JE SUIS ENTRE DANS LA RONDE
Ce matin pour la première fois depuis longtemps, je me suis réveillé en sachant où j’étais. J’avais un vague sentiment de souffrance, qui ressemblait à un souvenir . Je voyais des ombres qui dansaient en lançant loin des cartables , et il me semble qu’elles chantaient. Des ombres ne chantent pas, d’habitude. Mais c’était l’ombre des profs qui envoyaient les cahiers au feu et les étudiants au milieu. Ils en avaient ras le bol, ras la casquette, et moi aussi.
Alors, je suis entré dans la ronde, comme les autres j’ai crié « A bas le système ! A bas l’école ! A bas les jeunes » » je n’en pouvais plus de crier. J’étais emporté, tourbillonnant, dans la ronde infernale. Certains collègues restaient en dehors, ils faisaient des gestes de conciliation mais Julie, Adrien, Chantal et Pierre et aussi Fabian, et aussi Bernadette, continuaient à chanter « les cahiers au feu et les jeunes au milieu ». C’était drôle d’envoyer nos serviettes d’enseignants dans le ruisseau, de hurler comme le font les 5ème professionnelles dans la cour de récréation. Que dis-je ? Crier ? Gueuler ! Oui, j’ai gueulé. Je m’en suis donné à cœur joie. Tout est sorti. La colère, l’indignation, l’incompréhension, la revendication, la supplication, tout ce qu’on ressent sans rien dire, et qui nous étouffe.

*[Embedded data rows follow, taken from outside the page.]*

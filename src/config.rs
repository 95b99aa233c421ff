//! Configuration management for Portico.

use serde::{Deserialize, Serialize};
use std::path::Path;
use tracing::info;

use crate::error::{PorticoError, Result};

/// Smallest allowed `limit_per_minute`.
pub const MIN_LIMIT_PER_MINUTE: u32 = 1;
/// Smallest allowed `max_tracked_minutes`.
pub const MIN_TRACKED_MINUTES: usize = 30;
/// Smallest allowed breaker cooldown.
pub const MIN_COOLDOWN_MS: u64 = 1_000;

/// Main configuration for a Portico deployment.
#[derive(Debug, Clone, Default, Serialize, Deserialize)]
pub struct PorticoConfig {
    /// Gateway configuration
    #[serde(default)]
    pub gateway: GatewayConfig,

    /// Rate limiting configuration
    #[serde(default)]
    pub rate_limiting: RateLimitingConfig,

    /// Circuit breaker configuration
    #[serde(default)]
    pub circuit_breaker: CircuitBreakerConfig,

    /// Static API keys for the built-in authenticator
    #[serde(default)]
    pub auth: AuthConfig,

    /// Log output configuration
    #[serde(default)]
    pub logging: LoggingConfig,
}

/// Gateway configuration.
#[derive(Debug, Clone, Serialize, Deserialize)]
pub struct GatewayConfig {
    /// API version; prefixes the health route and fills `x-api-version`
    #[serde(default = "default_version")]
    pub version: String,
}

impl Default for GatewayConfig {
    fn default() -> Self {
        Self {
            version: default_version(),
        }
    }
}

fn default_version() -> String {
    "v1".to_string()
}

/// Token bucket configuration.
#[derive(Debug, Clone, Copy, PartialEq, Eq, Serialize, Deserialize)]
pub struct RateLimitingConfig {
    /// Bucket capacity and refill rate per minute
    #[serde(default = "default_limit_per_minute")]
    pub limit_per_minute: u32,

    /// Number of calendar minutes kept in each bucket's usage history
    #[serde(default = "default_max_tracked_minutes")]
    pub max_tracked_minutes: usize,
}

impl Default for RateLimitingConfig {
    fn default() -> Self {
        Self {
            limit_per_minute: default_limit_per_minute(),
            max_tracked_minutes: default_max_tracked_minutes(),
        }
    }
}

impl RateLimitingConfig {
    /// Raise out-of-range values to their minimums.
    pub fn clamped(self) -> Self {
        Self {
            limit_per_minute: self.limit_per_minute.max(MIN_LIMIT_PER_MINUTE),
            max_tracked_minutes: self.max_tracked_minutes.max(MIN_TRACKED_MINUTES),
        }
    }
}

fn default_limit_per_minute() -> u32 {
    120
}

fn default_max_tracked_minutes() -> usize {
    720
}

/// Circuit breaker configuration.
#[derive(Debug, Clone, Copy, PartialEq, Eq, Serialize, Deserialize)]
pub struct CircuitBreakerConfig {
    /// Consecutive failures in `closed` that open the circuit
    #[serde(default = "default_failure_threshold")]
    pub failure_threshold: u32,

    /// Successful probes in `half_open` needed to close the circuit
    #[serde(default = "default_success_threshold")]
    pub success_threshold: u32,

    /// Time an open circuit waits before allowing a probe
    #[serde(default = "default_cooldown_ms")]
    pub cooldown_ms: u64,
}

impl Default for CircuitBreakerConfig {
    fn default() -> Self {
        Self {
            failure_threshold: default_failure_threshold(),
            success_threshold: default_success_threshold(),
            cooldown_ms: default_cooldown_ms(),
        }
    }
}

impl CircuitBreakerConfig {
    /// Raise out-of-range values to their minimums.
    pub fn clamped(self) -> Self {
        Self {
            failure_threshold: self.failure_threshold.max(1),
            success_threshold: self.success_threshold.max(1),
            cooldown_ms: self.cooldown_ms.max(MIN_COOLDOWN_MS),
        }
    }
}

fn default_failure_threshold() -> u32 {
    5
}

fn default_success_threshold() -> u32 {
    1
}

fn default_cooldown_ms() -> u64 {
    30_000
}

/// Built-in authenticator configuration.
#[derive(Debug, Clone, Default, Serialize, Deserialize)]
pub struct AuthConfig {
    /// Known API keys
    #[serde(default)]
    pub api_keys: Vec<ApiKeyConfig>,
}

/// A single API key and the principal it authenticates as.
#[derive(Debug, Clone, Serialize, Deserialize)]
pub struct ApiKeyConfig {
    /// The secret presented by clients
    pub key: String,
    /// Principal identity; also the rate-limit key
    pub principal_id: String,
    /// Workspace the key is scoped to, if any
    #[serde(default)]
    pub workspace_id: Option<String>,
    /// Capabilities granted to the key
    #[serde(default)]
    pub capabilities: Vec<String>,
}

/// Log output configuration.
#[derive(Debug, Clone, Serialize, Deserialize)]
pub struct LoggingConfig {
    /// Default filter directive when `RUST_LOG` is unset
    #[serde(default = "default_log_level")]
    pub level: String,

    /// Emit JSON lines instead of human-readable output
    #[serde(default)]
    pub json: bool,
}

impl Default for LoggingConfig {
    fn default() -> Self {
        Self {
            level: default_log_level(),
            json: false,
        }
    }
}

fn default_log_level() -> String {
    "info".to_string()
}

impl PorticoConfig {
    /// Parse configuration from a YAML string.
    pub fn from_yaml(yaml: &str) -> Result<Self> {
        let config: PorticoConfig =
            serde_yaml::from_str(yaml).map_err(|e| PorticoError::Config(e.to_string()))?;
        config.validate()?;
        Ok(config)
    }

    /// Load configuration from a file, overlaid with `PORTICO__*` environment
    /// variables (e.g. `PORTICO__RATE_LIMITING__LIMIT_PER_MINUTE=60`).
    pub fn load<P: AsRef<Path>>(path: P) -> Result<Self> {
        let path = path.as_ref();
        info!(path = %path.display(), "Loading configuration");

        let settings = ::config::Config::builder()
            .add_source(::config::File::from(path))
            .add_source(
                ::config::Environment::with_prefix("PORTICO")
                    .separator("__")
                    .try_parsing(true),
            )
            .build()?;

        let config: PorticoConfig = settings.try_deserialize()?;
        config.validate()?;
        Ok(config)
    }

    /// Reject values below their documented minimums.
    pub fn validate(&self) -> Result<()> {
        if self.gateway.version.trim().is_empty() {
            return Err(PorticoError::Config("gateway.version must not be empty".into()));
        }
        if self.rate_limiting.limit_per_minute < MIN_LIMIT_PER_MINUTE {
            return Err(PorticoError::Config(format!(
                "rate_limiting.limit_per_minute must be >= {}",
                MIN_LIMIT_PER_MINUTE
            )));
        }
        if self.rate_limiting.max_tracked_minutes < MIN_TRACKED_MINUTES {
            return Err(PorticoError::Config(format!(
                "rate_limiting.max_tracked_minutes must be >= {}",
                MIN_TRACKED_MINUTES
            )));
        }
        if self.circuit_breaker.failure_threshold < 1 {
            return Err(PorticoError::Config(
                "circuit_breaker.failure_threshold must be >= 1".into(),
            ));
        }
        if self.circuit_breaker.success_threshold < 1 {
            return Err(PorticoError::Config(
                "circuit_breaker.success_threshold must be >= 1".into(),
            ));
        }
        if self.circuit_breaker.cooldown_ms < MIN_COOLDOWN_MS {
            return Err(PorticoError::Config(format!(
                "circuit_breaker.cooldown_ms must be >= {}",
                MIN_COOLDOWN_MS
            )));
        }
        Ok(())
    }
}

#[cfg(test)]
mod tests {
    use super::*;

    #[test]
    fn test_defaults() {
        let config = PorticoConfig::default();
        assert_eq!(config.gateway.version, "v1");
        assert_eq!(config.rate_limiting.limit_per_minute, 120);
        assert_eq!(config.rate_limiting.max_tracked_minutes, 720);
        assert_eq!(config.circuit_breaker.failure_threshold, 5);
        assert_eq!(config.circuit_breaker.success_threshold, 1);
        assert_eq!(config.circuit_breaker.cooldown_ms, 30_000);
        assert!(config.auth.api_keys.is_empty());
        assert!(config.validate().is_ok());
    }

    #[test]
    fn test_parse_partial_yaml() {
        let yaml = r#"
gateway:
  version: v2
rate_limiting:
  limit_per_minute: 10
auth:
  api_keys:
    - key: secret
      principal_id: alice
      capabilities: [admin]
"#;
        let config = PorticoConfig::from_yaml(yaml).unwrap();
        assert_eq!(config.gateway.version, "v2");
        assert_eq!(config.rate_limiting.limit_per_minute, 10);
        assert_eq!(config.rate_limiting.max_tracked_minutes, 720);
        assert_eq!(config.circuit_breaker.cooldown_ms, 30_000);
        assert_eq!(config.auth.api_keys[0].principal_id, "alice");
        assert_eq!(config.auth.api_keys[0].workspace_id, None);
    }

    #[test]
    fn test_validate_rejects_out_of_range() {
        let yaml = "rate_limiting:\n  max_tracked_minutes: 5\n";
        assert!(matches!(
            PorticoConfig::from_yaml(yaml),
            Err(PorticoError::Config(_))
        ));

        let yaml = "circuit_breaker:\n  cooldown_ms: 10\n";
        assert!(matches!(
            PorticoConfig::from_yaml(yaml),
            Err(PorticoError::Config(_))
        ));
    }

    #[test]
    fn test_clamped_raises_minimums() {
        let limits = RateLimitingConfig {
            limit_per_minute: 0,
            max_tracked_minutes: 1,
        }
        .clamped();
        assert_eq!(limits.limit_per_minute, 1);
        assert_eq!(limits.max_tracked_minutes, 30);

        let breaker = CircuitBreakerConfig {
            failure_threshold: 0,
            success_threshold: 0,
            cooldown_ms: 0,
        }
        .clamped();
        assert_eq!(breaker.failure_threshold, 1);
        assert_eq!(breaker.success_threshold, 1);
        assert_eq!(breaker.cooldown_ms, 1_000);
    }
}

Et puis, plus rien. Ce matin, pour la première fois depuis longtemps, je me réveille dans un lit d’hôpital. Il paraît que j’étais dans le coma. Il paraît que j’ai reçu une pierre sur la tête, lancée par François, le meneur de la classe. Il m’a visé, il ne m’a pas raté. Depuis combien de temps, Mademoiselle ? Trois semaines, vous dites trois semaines ? je pourrai sortir quand ? On ne sait pas ? Pourquoi ? On ignore comment je fonctionne ? On pense que peut-être je devrai démissionner ? C’est quoi, cette embrouille ?..
Je le sais, au fond de moi. Les profs ne peuvent pas se rebeller. Les profs n’ont pas le droit de... Et les jeunes ils ont le droit, eux ?...
LORRAINE
Tableau Albert Anker - 1848:" La classe"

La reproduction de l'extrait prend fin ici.